RIO DE JANEIRO (Reuters) - The Rio Olympics diving pool will be back to its blue colour later on Wednesday, Games organisers assured, blaming a drop in alkalinity levels for an uninviting green hue during competition on Tuesday.
The water in the pool was bright green on Tuesday, baffling competitors in the women’s 10 metre synchronised event, who said they could not see their partner underwater.
The mysterious shade of the water, which contrasted sharply against the blue of the water polo pool beside it, was also clearly visible on television to millions of viewers around the world, many of whom joked about algae and dye on social media.

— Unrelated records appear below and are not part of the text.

//! Router contract tests. No live database, Redis, or payment gateway: every
//! request here is answered before a connection would be needed, so the pool
//! is created lazily and never used.
use std::{sync::Arc, time::Duration};

use axum::{
    body::Body,
    http::{header, Request, StatusCode},
    Router,
};
use http_body_util::BodyExt;
use sqlx::postgres::PgPoolOptions;
use tower::ServiceExt;

use dine::{
    config::{Config, PayOsConfig},
    models::Role,
    payment::PayOsClient,
    routes::build_router,
    session::SessionStore,
    state::AppState,
    views,
};

fn test_state() -> Arc<AppState> {
    let config = Config {
        port: 0,
        database_url: "postgres://127.0.0.1:1/unused".to_string(),
        redis_url: None,
        base_url: "http://localhost:8080".to_string(),
        session_ttl: Duration::from_secs(60),
        auth_secret: "test-secret".to_string(),
        payos: PayOsConfig {
            base_url: "http://127.0.0.1:1".to_string(),
            client_id: "client".to_string(),
            api_key: "key".to_string(),
            checksum_key: "checksum".to_string(),
        },
    };

    let db = PgPoolOptions::new()
        .connect_lazy(&config.database_url)
        .expect("lazy pool");
    let sessions = SessionStore::new(config.session_ttl, None);
    let payos = PayOsClient::new(config.payos.clone());
    let templates = views::init_templates();

    Arc::new(AppState {
        config,
        db,
        sessions,
        payos,
        templates,
    })
}

fn app() -> Router {
    build_router(test_state())
}

async fn body_text(response: axum::response::Response) -> String {
    let bytes = response.into_body().collect().await.unwrap().to_bytes();
    String::from_utf8(bytes.to_vec()).unwrap()
}

#[tokio::test]
async fn healthz_responds_ok() {
    let response = app()
        .oneshot(Request::get("/healthz").body(Body::empty()).unwrap())
        .await
        .unwrap();

    assert_eq!(response.status(), StatusCode::OK);
    assert_eq!(body_text(response).await, "ok");
}

#[tokio::test]
async fn login_page_renders_a_form() {
    let response = app()
        .oneshot(Request::get("/login").body(Body::empty()).unwrap())
        .await
        .unwrap();

    assert_eq!(response.status(), StatusCode::OK);
    assert!(body_text(response).await.contains("<form"));
}

#[tokio::test]
async fn unauthenticated_profile_get_redirects_to_login() {
    let response = app()
        .oneshot(
            Request::get("/customer/profile/edit-profile")
                .body(Body::empty())
                .unwrap(),
        )
        .await
        .unwrap();

    assert_eq!(response.status(), StatusCode::SEE_OTHER);
    assert_eq!(response.headers()[header::LOCATION], "/login");
}

#[tokio::test]
async fn stale_session_cookie_redirects_to_login() {
    let response = app()
        .oneshot(
            Request::get("/customer/profile/edit-profile")
                .header(header::COOKIE, "sid=long-gone")
                .body(Body::empty())
                .unwrap(),
        )
        .await
        .unwrap();

    assert_eq!(response.status(), StatusCode::SEE_OTHER);
    assert_eq!(response.headers()[header::LOCATION], "/login");
}

#[tokio::test]
async fn unauthenticated_payment_link_redirects_to_login() {
    let response = app()
        .oneshot(
            Request::get("/customer/payment/create-payment-link")
                .body(Body::empty())
                .unwrap(),
        )
        .await
        .unwrap();

    assert_eq!(response.status(), StatusCode::SEE_OTHER);
    assert_eq!(response.headers()[header::LOCATION], "/login");
}

#[tokio::test]
async fn unauthenticated_staff_profile_redirects_to_login() {
    let response = app()
        .oneshot(
            Request::get("/staff/profile/edit-profile")
                .body(Body::empty())
                .unwrap(),
        )
        .await
        .unwrap();

    assert_eq!(response.status(), StatusCode::SEE_OTHER);
    assert_eq!(response.headers()[header::LOCATION], "/login");
}

#[tokio::test]
async fn staff_session_cannot_open_customer_pages() {
    let state = test_state();
    let sid = state
        .sessions
        .create(9, Role::Staff, "s@b.c".into(), "Sam".into())
        .await;

    let response = build_router(state)
        .oneshot(
            Request::get("/customer/profile/edit-profile")
                .header(header::COOKIE, format!("sid={sid}"))
                .body(Body::empty())
                .unwrap(),
        )
        .await
        .unwrap();

    assert_eq!(response.status(), StatusCode::SEE_OTHER);
    assert_eq!(response.headers()[header::LOCATION], "/login");
}

#[tokio::test]
async fn post_to_payment_route_is_method_not_allowed() {
    for path in [
        "/customer/payment/create-payment-link",
        "/customer/payment/success",
        "/customer/payment/cancel",
    ] {
        let response = app()
            .oneshot(Request::post(path).body(Body::empty()).unwrap())
            .await
            .unwrap();

        assert_eq!(response.status(), StatusCode::METHOD_NOT_ALLOWED, "{path}");
    }
}

#[tokio::test]
async fn unknown_payment_sub_path_is_not_found() {
    let response = app()
        .oneshot(
            Request::get("/customer/payment/refund")
                .body(Body::empty())
                .unwrap(),
        )
        .await
        .unwrap();

    assert_eq!(response.status(), StatusCode::NOT_FOUND);
}

#[tokio::test]
async fn logout_without_session_still_redirects() {
    let response = app()
        .oneshot(Request::post("/logout").body(Body::empty()).unwrap())
        .await
        .unwrap();

    assert_eq!(response.status(), StatusCode::SEE_OTHER);
    assert_eq!(response.headers()[header::LOCATION], "/login");

    let cookie = response.headers()[header::SET_COOKIE].to_str().unwrap();
    assert!(cookie.starts_with("sid="));
    assert!(cookie.contains("Max-Age=0"));
}

#[tokio::test]
async fn logout_invalidates_the_session() {
    let state = test_state();
    let sid = state
        .sessions
        .create(3, Role::Customer, "a@b.c".into(), "Ann".into())
        .await;
    let app = build_router(state.clone());

    let response = app
        .clone()
        .oneshot(
            Request::post("/logout")
                .header(header::COOKIE, format!("sid={sid}"))
                .body(Body::empty())
                .unwrap(),
        )
        .await
        .unwrap();
    assert_eq!(response.status(), StatusCode::SEE_OTHER);

    assert!(state.sessions.fetch(&sid).await.is_none());

    let response = app
        .oneshot(
            Request::get("/customer/view-cart")
                .header(header::COOKIE, format!("sid={sid}"))
                .body(Body::empty())
                .unwrap(),
        )
        .await
        .unwrap();
    assert_eq!(response.status(), StatusCode::SEE_OTHER);
    assert_eq!(response.headers()[header::LOCATION], "/login");
}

The international swimming federation (FINA) blamed a lack of chemicals in the system.
“FINA can confirm that the reason for the unusual water colour... is that the water tanks ran out some of the chemicals used in the water treatment process,” it said in a statement.
“As a result the pH level of the water was outside the usual range, causing the discolouration.”
Organisers said tests at the Maria Lenk Aquatic Centre’s diving pool were conducted regularly and the quality of the water was no threat to the divers’ health.
“There was a sudden decrease of alkalinity,” said Games spokesman Mario Andrada. “We probably failed to note that with more athletes the water could be affected.”
He assured divers the water posed no health risk and despite the rain slowing down the process of turning the water blue, this would happen some time later on Wednesday.
“There is absolutely no risk to anybody. The independent group (charged with checking the water quality) confirmed the measures to bring the pool back to its normal colour,” Andrada said.
“The rain affected a bit the changes in the state of the water. It should go back to classic blue colour during the day.”
Athletes were unaffected by the change in colour but Mitch Geller, chief technical officer of Diving Canada said the team had brought in a pool expert to help.
“He arrived this morning from Canada, he’s assisting with the hosting group to try to get it back under control,” Geller told reporters.
“We don’t think it is dangerous or we wouldn’t have our athletes in the water. But we are going to monitor to see if anyone is getting red eyes here, if their ears start hurting, we’ll be dumping a whole lot of antibiotics into them.”
The problem comes on top of worries over dangerous levels of pollution in Rio’s Guanabara Bay and concerns that floating garbage could damage or slow sailors.
Organisers are also struggling with major transportation, ticketing and security issues in the first five days of the competitions.